(Description of the task) Go through the data and copy every line in which "scrape" appears.

[Collected data]
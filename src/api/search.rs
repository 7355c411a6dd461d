use axum::{
    Json,
    extract::{Query, State},
};
use serde::Deserialize;
use std::sync::Arc;
use tracing::info;

use super::{ApiError, ApiResponse, AppState, ResultsDto};

#[derive(Debug, Deserialize)]
pub struct SearchRequest {
    pub query: String,
    pub max_pages: Option<u32>,
}

#[derive(Debug, Deserialize)]
pub struct HistoryRequest {
    pub query: String,
}

/// Runs a live scrape. Persists to the permanent and live scratch tables
/// as a side effect; an empty result set maps to 404 so clients can tell
/// "nothing found" from a transport failure.
pub async fn search_products(
    State(state): State<Arc<AppState>>,
    Query(request): Query<SearchRequest>,
) -> Result<Json<ApiResponse<ResultsDto>>, ApiError> {
    if request.query.trim().is_empty() {
        return Err(ApiError::validation("query must not be empty"));
    }

    let max_pages = request.max_pages.unwrap_or(1);
    info!(
        "/search called with query='{}' max_pages={max_pages}",
        request.query
    );

    let products = state.scraper.scrape(&request.query, max_pages).await?;

    if products.is_empty() {
        return Err(ApiError::not_found(format!(
            "No products found for query '{}'",
            request.query
        )));
    }

    Ok(Json(ApiResponse::success(ResultsDto::new(products))))
}

/// Replays a past query from permanent storage into the historical scratch
/// table and returns the rows, newest first.
pub async fn history(
    State(state): State<Arc<AppState>>,
    Query(request): Query<HistoryRequest>,
) -> Result<Json<ApiResponse<ResultsDto>>, ApiError> {
    if request.query.trim().is_empty() {
        return Err(ApiError::validation("query must not be empty"));
    }

    let products = state.query.history(&request.query).await?;

    if products.is_empty() {
        return Err(ApiError::not_found(format!(
            "No stored results for query '{}'",
            request.query
        )));
    }

    Ok(Json(ApiResponse::success(ResultsDto::new(products))))
}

(Task output)
/// Runs a live scrape. Persists to the permanent and live scratch tables
    let products = state.scraper.scrape(&request.query, max_pages).await?;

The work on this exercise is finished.